I remember diagramming ... but another thing I've found that helped me with constructing sentences was studying other languages, especially German. And then there was college, where all freshmen were required to take a class in which they'd have to turn in a two-page paper ever week. Univerally loathed, but it sure did teach you how to write competently, if not well.
Summer reading - every summer we'd spend a week or two at the beach and we'd pack a big bag of books. One almost ritual was rereading the entire Hobbit/Lord of the Rings cycle every year.
I am pretty sure I once spent a summer learning how to diagram sentences from my neighbor's schoolbook that was published in 1911. I actually love that book- she shared it with her brother, and both their names were written in it. It has a blue gingham cover sewed on it, and there was still homework tucked in it!
I love diagramming, but never learned it in school.
I love diagramming sentences. It makes English mathy!

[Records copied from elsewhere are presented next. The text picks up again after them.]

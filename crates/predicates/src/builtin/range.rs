//! Numeric range predicate with continuous membership.
//!
//! Inside `[min, max]` membership is 1.0. Outside it decays linearly to 0
//! over a margin of `membership_margin × (max − min)`. A zero-width range or
//! zero margin gives a hard step.

use data_loader::ItemId;

use crate::config::{Fingerprint, RangeSpec, SearchConfig};
use crate::traits::{EvalContext, Predicate};
use crate::types::Heaviness;

pub struct RangePredicate {
    id: String,
    column: String,
    heaviness: Heaviness,
}

impl RangePredicate {
    /// The acceptable range is read from `config.ranges[id]` at evaluation time.
    pub fn new(id: impl Into<String>, column: impl Into<String>) -> Self {
        Self {
            id: id.into(),
            column: column.into(),
            heaviness: Heaviness::Cheap,
        }
    }

    pub fn heavy(mut self) -> Self {
        self.heaviness = Heaviness::Heavy;
        self
    }

    fn value(&self, ctx: &EvalContext<'_>, item: ItemId) -> Option<(f32, RangeSpec)> {
        let range = *ctx.config.range(&self.id)?;
        let value = ctx.source.numeric(&self.column, item)?;
        Some((value, range))
    }
}

/// Linear decay outside `range` over `margin_fraction` of its width.
pub fn range_membership(value: f32, range: &RangeSpec, margin_fraction: f32) -> f32 {
    if range.contains(value) {
        return 1.0;
    }
    let margin = margin_fraction * range.width();
    if margin <= 0.0 {
        return 0.0;
    }
    let distance = if value < range.min {
        range.min - value
    } else {
        value - range.max
    };
    (1.0 - distance / margin).clamp(0.0, 1.0)
}

impl Predicate for RangePredicate {
    fn id(&self) -> &str {
        &self.id
    }

    fn heaviness(&self) -> Heaviness {
        self.heaviness
    }

    fn matches(&self, ctx: &EvalContext<'_>, item: ItemId) -> bool {
        self.value(ctx, item)
            .is_some_and(|(value, range)| range.contains(value))
    }

    fn membership(&self, ctx: &EvalContext<'_>, item: ItemId) -> f32 {
        match self.value(ctx, item) {
            Some((value, range)) => {
                range_membership(value, &range, ctx.config.params.membership_margin)
            }
            None => 0.0,
        }
    }

    fn fingerprint(&self, config: &SearchConfig) -> u64 {
        let fingerprint = Fingerprint::new(&self.id).str(&self.column);
        match config.range(&self.id) {
            Some(range) => fingerprint.u64(1).f32(range.min).f32(range.max).finish(),
            None => fingerprint.u64(0).finish(),
        }
    }
}
//! Stage B: the resumable ranking job.
//!
//! A job walks the Stage A candidates best-first and keeps a bounded top-N.
//! It never runs to completion on its own: the owner calls `step` with a
//! work budget until it reports completion.
//!
//! ## States
//! ```text
//! Precomputing -> Evaluating -> (RelaxAndRetry -> Evaluating) -> Completed
//! ```
//! - **Precomputing**: advance the heavy-predicate cache
//! - **Evaluating**: score up to `iterations` candidates per step, pruning
//!   once the heap is full and the next upper bound cannot beat its minimum
//! - **RelaxAndRetry**: nothing passed at full strictness; lower it to
//!   (C−1)/C once and walk the candidates again, keeping the cache
//! - **Completed**: results sorted descending

use data_loader::{DataSource, ItemId};
use predicates::{EvalContext, Importance, Partition, ResolvedPredicate, SearchConfig, TierCounts};
use serde::Serialize;
use std::cmp::{Ordering, Reverse};
use std::collections::BinaryHeap;
use std::sync::Arc;
use std::time::{Duration, Instant};
use tracing::{debug, info, instrument};

use crate::cache::PredicateCache;
use crate::gate::{Candidate, GateOutput};
use crate::traits::{ScoreBreakdown, ScoringModel};

/// Identifier of a job within one engine
pub type JobId = u64;

/// Hard-match fractions within this distance of the strictness still pass.
const STRICTNESS_EPSILON: f32 = 1e-6;

/// Share of the progress bar given to the first evaluation pass.
const FIRST_PASS_SHARE: f32 = 0.4;

#[derive(Debug, Clone, Copy, PartialEq, Eq, Serialize)]
pub enum JobState {
    Precomputing,
    Evaluating,
    RelaxAndRetry,
    Completed,
}

/// One ranked result.
#[derive(Debug, Clone, PartialEq, Serialize)]
pub struct RankedItem {
    pub item: ItemId,
    pub score: f32,
    pub breakdown: ScoreBreakdown,
}

/// Heap order: higher score is better, lower item index wins ties.
#[derive(Debug, Clone)]
struct Ranked(RankedItem);

impl Ord for Ranked {
    fn cmp(&self, other: &Self) -> Ordering {
        self.0
            .score
            .total_cmp(&other.0.score)
            .then_with(|| other.0.item.cmp(&self.0.item))
    }
}

impl PartialOrd for Ranked {
    fn partial_cmp(&self, other: &Self) -> Option<Ordering> {
        Some(self.cmp(other))
    }
}

impl PartialEq for Ranked {
    fn eq(&self, other: &Self) -> bool {
        self.cmp(other) == Ordering::Equal
    }
}

impl Eq for Ranked {}

/// Diagnostic counters for one job.
#[derive(Debug, Clone, Default, PartialEq, Serialize)]
pub struct JobStats {
    /// Time spent inside `step`
    pub elapsed: Duration,
    pub steps: u64,
    /// Items scanned by Stage A
    pub scanned: usize,
    /// Candidates Stage A handed over
    pub candidates: usize,
    /// Candidates scored in Stage B (both passes)
    pub candidates_processed: usize,
    /// Candidates skipped by the upper-bound test
    pub pruned: usize,
    /// Scored candidates that matched a heavy MustNotHave
    pub excluded: usize,
    /// Scored candidates below the strictness threshold
    pub below_strictness: usize,
    pub cache_hits: u64,
    pub cache_misses: u64,
    pub relaxations: u32,
    /// Index of the fallback tier that produced the candidates, if any
    pub fallback_tier: Option<usize>,
}

/// Resumable Stage B state for one search.
pub struct RankingJob {
    id: JobId,
    source: Arc<dyn DataSource>,
    config: Arc<SearchConfig>,
    heavy: Vec<ResolvedPredicate>,
    totals: TierCounts,
    model: Box<dyn ScoringModel>,
    candidates: Vec<Candidate>,
    near_misses: Vec<Candidate>,
    heap: BinaryHeap<Reverse<Ranked>>,
    cursor: usize,
    strictness: f32,
    relaxed: bool,
    state: JobState,
    results: Vec<RankedItem>,
    stats: JobStats,
}

impl RankingJob {
    /// Create a job from a finished gate pass.
    ///
    /// The heavy predicates in `partition` must already have been handed to
    /// the cache with `start_evaluation`.
    ///
    /// # Arguments
    /// * `id` - Job identifier
    /// * `source` - The dataset the gate ran over
    /// * `config` - The snapshot the gate ran with (primary or fallback)
    /// * `partition` - Active predicates under `config`
    /// * `model` - The model the gate computed bounds with
    /// * `gate` - Stage A output
    pub fn new(
        id: JobId,
        source: Arc<dyn DataSource>,
        config: Arc<SearchConfig>,
        partition: &Partition,
        model: Box<dyn ScoringModel>,
        gate: GateOutput,
    ) -> Self {
        let state = if gate.candidates.is_empty() {
            JobState::Completed
        } else if partition.heavy.is_empty() {
            JobState::Evaluating
        } else {
            JobState::Precomputing
        };
        let stats = JobStats {
            scanned: gate.scanned,
            candidates: gate.candidates.len(),
            ..JobStats::default()
        };
        Self {
            id,
            source,
            strictness: config.params.strictness,
            config,
            heavy: partition.heavy.clone(),
            totals: partition.total_counts(),
            model,
            candidates: gate.candidates,
            near_misses: gate.near_misses,
            heap: BinaryHeap::new(),
            cursor: 0,
            relaxed: false,
            state,
            results: Vec::new(),
            stats,
        }
    }

    /// Advance the job by one bounded slice of work.
    ///
    /// # Arguments
    /// * `cache` - The engine's heavy-predicate cache
    /// * `iterations` - Maximum candidates to walk in an evaluating step
    ///
    /// # Returns
    /// `true` once the job is completed
    pub fn step(&mut self, cache: &mut PredicateCache, iterations: usize) -> bool {
        if self.state == JobState::Completed {
            return true;
        }
        let started = Instant::now();
        self.stats.steps += 1;

        match self.state {
            JobState::Precomputing => self.precompute(cache),
            JobState::Evaluating => self.evaluate(cache, iterations),
            JobState::RelaxAndRetry => self.relax(),
            JobState::Completed => {}
        }

        self.stats.elapsed += started.elapsed();
        self.state == JobState::Completed
    }

    fn precompute(&mut self, cache: &mut PredicateCache) {
        let source = Arc::clone(&self.source);
        let config = Arc::clone(&self.config);
        let ctx = EvalContext::new(source.as_ref(), &config);
        let chunk_size = config.params.chunk_size;
        let budget = Duration::from_millis(config.params.heavy_budget_ms);

        let started = Instant::now();
        let mut done = cache.step_all(&ctx, chunk_size);
        while !done && started.elapsed() < budget {
            done = cache.step_all(&ctx, chunk_size);
        }
        if done {
            debug!(job = self.id, "Heavy predicates ready");
            self.state = JobState::Evaluating;
        }
    }

    fn evaluate(&mut self, cache: &PredicateCache, iterations: usize) {
        let len = self.candidates.len();
        let end = self.cursor.saturating_add(iterations.max(1)).min(len);

        while self.cursor < end {
            if self.cannot_enter(&self.candidates[self.cursor]) {
                // Sorted by bound, then index: nothing further down can enter the heap
                self.stats.pruned += len - self.cursor;
                self.cursor = len;
                break;
            }

            self.stats.candidates_processed += 1;
            let candidate = &self.candidates[self.cursor];
            let item = candidate.item;
            match score_candidate(self.model.as_ref(), &self.heavy, cache, candidate) {
                None => self.stats.excluded += 1,
                Some(breakdown) if breakdown.hard_fraction + STRICTNESS_EPSILON < self.strictness => {
                    self.stats.below_strictness += 1;
                }
                Some(breakdown) => self.offer(RankedItem {
                    item,
                    score: breakdown.total,
                    breakdown,
                }),
            }
            self.cursor += 1;
        }

        if self.cursor >= len {
            self.finish_pass();
        }
    }

    fn offer(&mut self, entry: RankedItem) {
        let entry = Ranked(entry);
        if !self.is_full() {
            self.heap.push(Reverse(entry));
            return;
        }
        let beats_worst = self
            .heap
            .peek()
            .is_some_and(|Reverse(worst)| entry > *worst);
        if beats_worst {
            self.heap.pop();
            self.heap.push(Reverse(entry));
        }
    }

    fn is_full(&self) -> bool {
        self.heap.len() >= self.config.params.max_results
    }

    /// Whether even the candidate's bound loses to the heap's worst entry.
    /// An equal bound still wins with a lower item index.
    fn cannot_enter(&self, candidate: &Candidate) -> bool {
        if !self.is_full() {
            return false;
        }
        match self.heap.peek() {
            Some(Reverse(worst)) => {
                candidate.upper_bound < worst.0.score
                    || (candidate.upper_bound == worst.0.score && candidate.item > worst.0.item)
            }
            None => false,
        }
    }

    fn can_relax(&self) -> bool {
        let must_have = self.totals.must_have;
        !self.relaxed && must_have >= 2 && relaxed_strictness(must_have) < self.strictness
    }

    #[instrument(skip(self), fields(job = self.id))]
    fn finish_pass(&mut self) {
        if self.heap.is_empty() && self.can_relax() {
            self.state = JobState::RelaxAndRetry;
            return;
        }
        let heap = std::mem::take(&mut self.heap);
        self.results = heap
            .into_sorted_vec()
            .into_iter()
            .map(|Reverse(Ranked(entry))| entry)
            .collect();
        self.state = JobState::Completed;
        info!(
            results = self.results.len(),
            processed = self.stats.candidates_processed,
            pruned = self.stats.pruned,
            relaxed = self.relaxed,
            elapsed_ms = self.stats.elapsed.as_millis() as u64,
            "Ranking job completed"
        );
    }

    #[instrument(skip(self), fields(job = self.id))]
    fn relax(&mut self) {
        let strictness = relaxed_strictness(self.totals.must_have);
        info!(from = self.strictness, to = strictness, "No results, relaxing strictness");
        self.strictness = strictness;
        self.relaxed = true;
        self.cursor = 0;
        self.heap.clear();
        self.stats.relaxations += 1;
        self.state = JobState::Evaluating;
    }

    /// Completion in `[0, 1]`.
    ///
    /// Precomputing fills the first half. The evaluation pass fills most of
    /// the rest, leaving room for a relaxed second pass.
    pub fn progress(&self, cache: &PredicateCache) -> f32 {
        let walked = if self.candidates.is_empty() {
            1.0
        } else {
            self.cursor as f32 / self.candidates.len() as f32
        };
        match self.state {
            JobState::Precomputing => 0.5 * cache.progress(),
            JobState::Evaluating | JobState::RelaxAndRetry if self.relaxed => {
                0.5 + FIRST_PASS_SHARE + (0.5 - FIRST_PASS_SHARE) * walked
            }
            JobState::Evaluating | JobState::RelaxAndRetry => 0.5 + FIRST_PASS_SHARE * walked,
            JobState::Completed => 1.0,
        }
    }

    pub fn id(&self) -> JobId {
        self.id
    }

    pub fn state(&self) -> JobState {
        self.state
    }

    pub fn is_completed(&self) -> bool {
        self.state == JobState::Completed
    }

    /// Final results, best first. Empty until the job completes.
    pub fn results(&self) -> &[RankedItem] {
        &self.results
    }

    pub fn near_misses(&self) -> &[Candidate] {
        &self.near_misses
    }

    pub fn candidates(&self) -> &[Candidate] {
        &self.candidates
    }

    pub fn strictness(&self) -> f32 {
        self.strictness
    }

    pub fn is_relaxed(&self) -> bool {
        self.relaxed
    }

    pub fn config(&self) -> &SearchConfig {
        &self.config
    }

    pub fn stats(&self) -> &JobStats {
        &self.stats
    }

    pub(crate) fn stats_mut(&mut self) -> &mut JobStats {
        &mut self.stats
    }
}

/// (C−1)/C
fn relaxed_strictness(must_have: usize) -> f32 {
    (must_have as f32 - 1.0) / must_have as f32
}

/// Score a candidate once heavy bitmaps are ready.
///
/// # Returns
/// `None` when a heavy MustNotHave predicate matches
pub fn score_candidate(
    model: &dyn ScoringModel,
    heavy: &[ResolvedPredicate],
    cache: &PredicateCache,
    candidate: &Candidate,
) -> Option<ScoreBreakdown> {
    let mut values = candidate.cheap;
    for resolved in heavy {
        let hit = cache.matches(resolved.id(), candidate.item);
        match resolved.importance {
            Importance::MustHave => values.add_must_have(hit, if hit { 1.0 } else { 0.0 }),
            Importance::MustNotHave if hit => return None,
            Importance::Priority if hit => values.priority += 1.0,
            Importance::Preferred if hit => values.preferred += 1.0,
            _ => {}
        }
    }
    Some(model.score(&values))
}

I'm hoping some of the fiction trends are running themselves into the ground. I was on a site and saw an ad for a book that starts off with "werewolf terrorists" and "a warlock cop". um, er, I don't think it's comedy
And, continuing the trend that started with Pride and Prejudice and Zombies - and continued with Jane Eyre, Little Women, Sense and Sensibility, Abraham Linkcoln and Queen Victoria as vampire/demon slayers, and Shakespeare Undead - someone has done one on Tom Sawyer; can't remember if it was zombies, vampires, or what.
I also saw
The Meowmorphosis,
in which the narrator wakes up as a kitten.
What Jessica said! I remember reading in some education journal that grammar and math use the same part of the brain, and I thought, "Well, duh."
But I've never been able to convince either mathy types nor wordy types of that.
Edited. DYAC.
That makes sense but I can see why people would be hard to convince. Grammar feels like it comes naturally to me whereas I have to work at math. I can't look at an equation and tell something is wrong (even if I'm not sure what it is) the way I can with a sentence.
I love diagramming sentences. It makes English mathy!
And it makes it visual. It's not a great skill to teach kids in a world of limited time/maximum testing though.
Speaking of which, my students, age 17 and 18 (and occasionally 19 and one is 20) are having a problem with sentence boundaries. Fully 90% of errors are sentence boundaries. How the hell do I teach that crap?